In response to these substantial difficulties, some researchers suggest substituting objective measures of physiologic function, airflow, or the acoustic signal for these flawed perceptual measures, for example, using a measure of acoustic frequency perturbation as a de facto measure of perceived roughness (see acoustic assessment of voice). This approach reflects the prevailing view that listeners are inherently unable to agree in their perception of such complex auditory stimuli. Theoretical and practical difficulties also beset this approach. Theoretically, we cannot know the perceptual importance of particular aspects of the acoustic signal without valid measures of that perceptual response, because voice quality is by definition the perceptual response to a particular acoustic stimulus. Thus, acoustic measures that purport to quantify vocal quality can only derive their validity as measures of voice quality from their causal association with auditory perception. Practically, consistent correlations have never been found between perceptual and instrumental measures of voice, suggesting that such instrumental measures are not stable indices of perceived quality. Finally, correlation does not imply causality: simply knowing the relationship of an acoustic variable to a perceptual one does not necessarily illuminate its contribution to perceived quality. Even if an acoustic variable were important to a listener's judgment of vocal quality, the nature of that contribution would not be revealed by a correlation coefficient. Further, given the great variability in perceptual strategies and habits that individual listeners demonstrate in their use of traditional rating scales, the overall correlation between acoustic and perceptual variables, averaged across samples of listeners and voices, fails to provide useful insight into the perceptual process. (See Kreiman and Gerratt, 2000, for an extended review of these issues.)

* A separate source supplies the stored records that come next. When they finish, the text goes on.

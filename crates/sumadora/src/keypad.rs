//! Keypad model
//!
//! Platform-neutral model of the on-screen pad: the button set, the grid
//! layout (including the double-width zero key), press-state feedback, and
//! hit-testing from pad-relative cell coordinates. Rendering lives in the
//! TUI layer.

use crate::engine::{Engine, Operator};

/// Visual classes of the pad
///
/// The frontend styles each class differently: plain digit keys, the
/// operator/equals action column, and the function row across the top.
#[derive(Debug, Clone, Copy, PartialEq, Eq)]
pub enum ButtonClass {
    /// Digit and decimal point keys
    Digit,
    /// Operator column and equals
    Action,
    /// Clear, sign toggle, percent
    Function,
}

/// Actions that keypad buttons perform
///
/// Each maps to exactly one engine operation: the twelve digit and decimal
/// buttons to `append_digit`, the four operator buttons to `set_operator`,
/// and one button each for equals, clear, sign toggle, and percent.
#[derive(Debug, Clone, Copy, PartialEq, Eq)]
pub enum ButtonKind {
    /// Insert a digit (0-9)
    Digit(u8),
    /// Insert the decimal point
    Decimal,
    /// Choose an operator
    Operator(Operator),
    /// Compute and settle the pending operation
    Equals,
    /// Reset to the initial state
    Clear,
    /// Negate the current operand
    ToggleSign,
    /// Divide the current operand by one hundred
    Percent,
}

impl ButtonKind {
    /// Returns the character shown on the key face
    #[must_use]
    pub fn label(self) -> char {
        match self {
            Self::Digit(d) => char::from_digit(u32::from(d), 10).unwrap_or('?'),
            Self::Decimal => '.',
            Self::Operator(op) => op.glyph(),
            Self::Equals => '=',
            Self::Clear => 'C',
            Self::ToggleSign => '±',
            Self::Percent => '%',
        }
    }

    /// Returns the visual class this button belongs to
    #[must_use]
    pub const fn class(self) -> ButtonClass {
        match self {
            Self::Digit(_) | Self::Decimal => ButtonClass::Digit,
            Self::Operator(_) | Self::Equals => ButtonClass::Action,
            Self::Clear | Self::ToggleSign | Self::Percent => ButtonClass::Function,
        }
    }

    /// Maps a typed character to the button it activates
    ///
    /// Digits, `.` (also `,`, the key-face label on some pads), operator
    /// characters in ASCII or glyph form, `=`, `c`, `%`, and `n`/`±` for
    /// the sign toggle. Anything else activates no button.
    #[must_use]
    pub fn from_char(ch: char) -> Option<Self> {
        match ch {
            '0'..='9' => Some(Self::Digit(ch as u8 - b'0')),
            '.' | ',' => Some(Self::Decimal),
            '=' => Some(Self::Equals),
            'c' | 'C' => Some(Self::Clear),
            '%' => Some(Self::Percent),
            'n' | '±' => Some(Self::ToggleSign),
            _ => Operator::from_char(ch).map(Self::Operator),
        }
    }

    /// Routes this button press into the engine operation it is wired to
    pub fn press(self, engine: &mut Engine) {
        match self {
            Self::Digit(d) => {
                if let Some(ch) = char::from_digit(u32::from(d), 10) {
                    engine.append_digit(ch);
                }
            }
            Self::Decimal => engine.append_digit('.'),
            Self::Operator(op) => engine.set_operator(op),
            Self::Equals => engine.equals(),
            Self::Clear => engine.clear(),
            Self::ToggleSign => engine.toggle_sign(),
            Self::Percent => engine.percent(),
        }
    }
}

/// A single key on the pad
#[derive(Debug, Clone, PartialEq, Eq)]
pub struct Button {
    /// What pressing the key does
    pub kind: ButtonKind,
    /// Grid columns occupied; the zero key spans two
    pub span: usize,
    /// Whether the key currently shows press feedback
    pub pressed: bool,
}

impl Button {
    /// Creates a single-column button
    #[must_use]
    pub const fn new(kind: ButtonKind) -> Self {
        Self {
            kind,
            span: 1,
            pressed: false,
        }
    }

    /// Creates a button spanning several grid columns
    #[must_use]
    pub const fn wide(kind: ButtonKind, span: usize) -> Self {
        Self {
            kind,
            span,
            pressed: false,
        }
    }
}

/// The pad layout
///
/// ```text
/// [ C ] [ ± ] [ % ] [ ÷ ]
/// [ 1 ] [ 2 ] [ 3 ] [ × ]
/// [ 4 ] [ 5 ] [ 6 ] [ - ]
/// [ 7 ] [ 8 ] [ 9 ] [ + ]
/// [   0     ] [ . ] [ = ]
/// ```
#[derive(Debug, Clone)]
pub struct Keypad {
    /// Buttons in row order; spans within a row always total [`Self::COLS`]
    rows: Vec<Vec<Button>>,
}

impl Default for Keypad {
    fn default() -> Self {
        Self::new()
    }
}

impl Keypad {
    /// Grid columns
    pub const COLS: usize = 4;

    /// Creates the standard pad
    #[must_use]
    pub fn new() -> Self {
        use ButtonKind::{Clear, Decimal, Digit, Equals, Percent, ToggleSign};

        let rows = vec![
            vec![
                Button::new(Clear),
                Button::new(ToggleSign),
                Button::new(Percent),
                Button::new(ButtonKind::Operator(Operator::Divide)),
            ],
            vec![
                Button::new(Digit(1)),
                Button::new(Digit(2)),
                Button::new(Digit(3)),
                Button::new(ButtonKind::Operator(Operator::Multiply)),
            ],
            vec![
                Button::new(Digit(4)),
                Button::new(Digit(5)),
                Button::new(Digit(6)),
                Button::new(ButtonKind::Operator(Operator::Subtract)),
            ],
            vec![
                Button::new(Digit(7)),
                Button::new(Digit(8)),
                Button::new(Digit(9)),
                Button::new(ButtonKind::Operator(Operator::Add)),
            ],
            vec![
                Button::wide(Digit(0), 2),
                Button::new(Decimal),
                Button::new(Equals),
            ],
        ];

        Self { rows }
    }

    /// Returns the number of rows
    #[must_use]
    pub fn row_count(&self) -> usize {
        self.rows.len()
    }

    /// Returns the number of buttons
    #[must_use]
    pub fn button_count(&self) -> usize {
        self.rows.iter().map(Vec::len).sum()
    }

    /// Returns the buttons of one row
    #[must_use]
    pub fn row(&self, row: usize) -> Option<&[Button]> {
        self.rows.get(row).map(Vec::as_slice)
    }

    /// Returns an iterator over all buttons in row order
    pub fn buttons(&self) -> impl Iterator<Item = &Button> {
        self.rows.iter().flatten()
    }

    /// Returns an iterator over one row's buttons with their starting grid
    /// column, accounting for spans
    pub fn row_cells(&self, row: usize) -> impl Iterator<Item = (usize, &Button)> {
        let mut col = 0;
        self.rows
            .get(row)
            .into_iter()
            .flatten()
            .map(move |button| {
                let start = col;
                col += button.span;
                (start, button)
            })
    }

    /// Returns the button occupying a grid cell
    #[must_use]
    pub fn button_at_cell(&self, row: usize, col: usize) -> Option<&Button> {
        if col >= Self::COLS {
            return None;
        }
        self.row_cells(row)
            .find(|(start, button)| (*start..start + button.span).contains(&col))
            .map(|(_, button)| button)
    }

    /// Finds a button by the action it performs
    #[must_use]
    pub fn find(&self, kind: ButtonKind) -> Option<(usize, usize)> {
        (0..self.rows.len()).find_map(|row| {
            self.row_cells(row)
                .find(|(_, button)| button.kind == kind)
                .map(|(col, _)| (row, col))
        })
    }

    /// Sets press feedback on one button
    pub fn press(&mut self, kind: ButtonKind) {
        for button in self.rows.iter_mut().flatten() {
            if button.kind == kind {
                button.pressed = true;
            }
        }
    }

    /// Releases press feedback on every button
    pub fn release_all(&mut self) {
        for button in self.rows.iter_mut().flatten() {
            button.pressed = false;
        }
    }

    /// Moves press feedback to one button, releasing the rest
    pub fn highlight(&mut self, kind: ButtonKind) {
        self.release_all();
        self.press(kind);
    }

    /// Converts pad-relative coordinates to the button under them
    ///
    /// `width` and `height` are the pad interior size in terminal cells;
    /// `x` and `y` are relative to its top-left corner.
    #[must_use]
    pub fn hit_test(&self, width: u16, height: u16, x: u16, y: u16) -> Option<ButtonKind> {
        let cell_w = width / Self::COLS as u16;
        let cell_h = height / self.row_count() as u16;
        if cell_w == 0 || cell_h == 0 {
            return None;
        }
        let col = (x / cell_w) as usize;
        let row = (y / cell_h) as usize;
        if col >= Self::COLS || row >= self.row_count() {
            return None;
        }
        self.button_at_cell(row, col).map(|button| button.kind)
    }
}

Gerratt and Kreiman (2001) proposed an alternative solution to this dilemma. They measured vocal quality by asking listeners to copy natural voice samples with a speech synthesizer. In this method, listeners vary speech synthesis parameters to create an acceptable auditory match to a natural voice stimulus. When a listener chooses the best match to a test stimulus, the synthesis settings parametrically represent the listener's perception of voice quality. Because listeners directly compare each synthetic token they create with the target natural voice, they need not refer to internal standards for particular voice qualities. Further, listeners can manipulate acoustic parameters and hear the result of their manipulations immediately. This process helps listeners focus attention on individual acoustic dimensions, reducing the perceptual complexity of the assessment task and the associated response variability. Preliminary evaluation of this method demonstrated near-perfect agreement among listeners in their assessments of voice quality, presumably because this analysis-synthesis method controls the major sources of variance in quality judgments while avoiding the use of dubiously valid scales for quality. These results indicate that listeners do in fact agree in their perceptual assessments of pathological voice quality, and that tools can be devised to measure perception reliably. However, how such protocols will function in clinical (rather than research) applications remains to be demonstrated. Much more research is certainly needed to determine a meaningful, parsimonious set of acoustic parameters that successfully characterizes all possible normal and pathological voice qualities. Such a set could obviate the need for voice quality labels, allowing researchers and clinicians to replace quality labels with acoustic parameters that are causally linked to auditory perception, and whose levels objectively, completely, and validly specify the voice quality of interest.